====== MATERIAL PROVIDED ======
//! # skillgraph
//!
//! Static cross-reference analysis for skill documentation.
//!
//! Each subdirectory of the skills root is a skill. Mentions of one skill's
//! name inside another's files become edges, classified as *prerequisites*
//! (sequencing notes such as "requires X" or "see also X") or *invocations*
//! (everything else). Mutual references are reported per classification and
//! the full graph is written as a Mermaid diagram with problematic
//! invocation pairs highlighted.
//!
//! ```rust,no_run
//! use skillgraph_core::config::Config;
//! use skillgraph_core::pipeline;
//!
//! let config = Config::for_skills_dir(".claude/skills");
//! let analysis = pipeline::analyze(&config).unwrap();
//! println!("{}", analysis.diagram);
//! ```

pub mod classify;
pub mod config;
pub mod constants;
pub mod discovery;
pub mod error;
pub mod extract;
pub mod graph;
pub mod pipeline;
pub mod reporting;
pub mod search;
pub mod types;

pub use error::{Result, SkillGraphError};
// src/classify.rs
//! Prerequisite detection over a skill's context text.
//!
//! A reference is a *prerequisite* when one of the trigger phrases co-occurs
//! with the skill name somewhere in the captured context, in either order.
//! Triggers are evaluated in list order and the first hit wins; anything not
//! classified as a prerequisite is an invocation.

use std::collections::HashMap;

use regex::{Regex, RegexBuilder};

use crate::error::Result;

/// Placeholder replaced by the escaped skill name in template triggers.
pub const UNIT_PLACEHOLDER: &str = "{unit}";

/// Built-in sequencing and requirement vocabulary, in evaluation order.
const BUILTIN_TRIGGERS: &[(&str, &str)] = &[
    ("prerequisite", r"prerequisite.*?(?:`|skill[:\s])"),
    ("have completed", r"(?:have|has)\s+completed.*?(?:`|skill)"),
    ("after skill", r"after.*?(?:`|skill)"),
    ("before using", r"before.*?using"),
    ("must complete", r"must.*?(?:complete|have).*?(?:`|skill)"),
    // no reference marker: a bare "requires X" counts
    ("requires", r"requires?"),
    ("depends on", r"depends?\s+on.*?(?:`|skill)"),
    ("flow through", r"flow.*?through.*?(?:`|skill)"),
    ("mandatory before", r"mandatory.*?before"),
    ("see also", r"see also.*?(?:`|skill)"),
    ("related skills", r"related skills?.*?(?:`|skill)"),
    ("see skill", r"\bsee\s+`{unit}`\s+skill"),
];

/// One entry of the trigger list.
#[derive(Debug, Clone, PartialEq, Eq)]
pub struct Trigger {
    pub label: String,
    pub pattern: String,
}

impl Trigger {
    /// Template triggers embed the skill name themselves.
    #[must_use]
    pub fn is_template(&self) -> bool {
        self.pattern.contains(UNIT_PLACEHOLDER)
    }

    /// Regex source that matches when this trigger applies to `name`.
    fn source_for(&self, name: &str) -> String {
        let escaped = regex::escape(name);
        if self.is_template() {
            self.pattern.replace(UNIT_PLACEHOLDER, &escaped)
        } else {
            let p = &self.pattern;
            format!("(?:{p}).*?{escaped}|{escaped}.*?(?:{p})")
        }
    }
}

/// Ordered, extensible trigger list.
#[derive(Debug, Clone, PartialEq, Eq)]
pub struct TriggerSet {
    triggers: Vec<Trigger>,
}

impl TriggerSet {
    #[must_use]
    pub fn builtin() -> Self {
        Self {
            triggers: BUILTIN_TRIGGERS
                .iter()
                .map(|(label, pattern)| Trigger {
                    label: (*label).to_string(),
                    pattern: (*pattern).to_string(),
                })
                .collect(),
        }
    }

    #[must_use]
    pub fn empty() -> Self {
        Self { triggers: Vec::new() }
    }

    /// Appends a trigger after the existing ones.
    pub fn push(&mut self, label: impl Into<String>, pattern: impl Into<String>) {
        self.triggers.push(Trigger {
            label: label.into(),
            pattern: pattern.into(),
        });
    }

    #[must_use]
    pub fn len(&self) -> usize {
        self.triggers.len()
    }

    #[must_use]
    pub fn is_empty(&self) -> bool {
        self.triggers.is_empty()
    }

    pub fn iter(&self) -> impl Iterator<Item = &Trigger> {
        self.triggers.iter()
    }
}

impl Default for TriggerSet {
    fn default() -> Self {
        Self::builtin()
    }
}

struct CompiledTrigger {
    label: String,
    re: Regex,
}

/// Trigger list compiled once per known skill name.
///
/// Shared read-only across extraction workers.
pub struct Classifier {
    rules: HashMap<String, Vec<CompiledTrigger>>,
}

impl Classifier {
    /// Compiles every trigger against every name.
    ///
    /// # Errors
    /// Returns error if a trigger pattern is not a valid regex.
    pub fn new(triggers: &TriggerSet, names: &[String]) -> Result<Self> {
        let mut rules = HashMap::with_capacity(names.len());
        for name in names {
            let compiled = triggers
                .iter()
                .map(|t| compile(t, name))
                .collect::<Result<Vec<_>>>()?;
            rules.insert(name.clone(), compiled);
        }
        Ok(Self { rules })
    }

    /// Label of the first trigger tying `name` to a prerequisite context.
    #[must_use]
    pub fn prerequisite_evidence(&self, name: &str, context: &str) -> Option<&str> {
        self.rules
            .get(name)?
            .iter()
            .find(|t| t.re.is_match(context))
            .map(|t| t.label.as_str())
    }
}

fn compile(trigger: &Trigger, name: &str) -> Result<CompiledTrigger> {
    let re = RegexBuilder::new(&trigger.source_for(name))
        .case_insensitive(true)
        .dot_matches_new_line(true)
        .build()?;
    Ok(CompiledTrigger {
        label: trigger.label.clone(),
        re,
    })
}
======
WHAT TO PRODUCE
Up to and including the final line of the data above, please copy every line exactly, starting from the one that contains "rules.insert(name.clone(), compiled);".

SOLUTION TO THE PROBLEM
            rules.insert(name.clone(), compiled);
        }
        Ok(Self { rules })
    }

    /// Label of the first trigger tying `name` to a prerequisite context.
    #[must_use]
    pub fn prerequisite_evidence(&self, name: &str, context: &str) -> Option<&str> {
        self.rules
            .get(name)?
            .iter()
            .find(|t| t.re.is_match(context))
            .map(|t| t.label.as_str())
    }
}

fn compile(trigger: &Trigger, name: &str) -> Result<CompiledTrigger> {
    let re = RegexBuilder::new(&trigger.source_for(name))
        .case_insensitive(true)
        .dot_matches_new_line(true)
        .build()?;
    Ok(CompiledTrigger {
        label: trigger.label.clone(),
        re,
    })
}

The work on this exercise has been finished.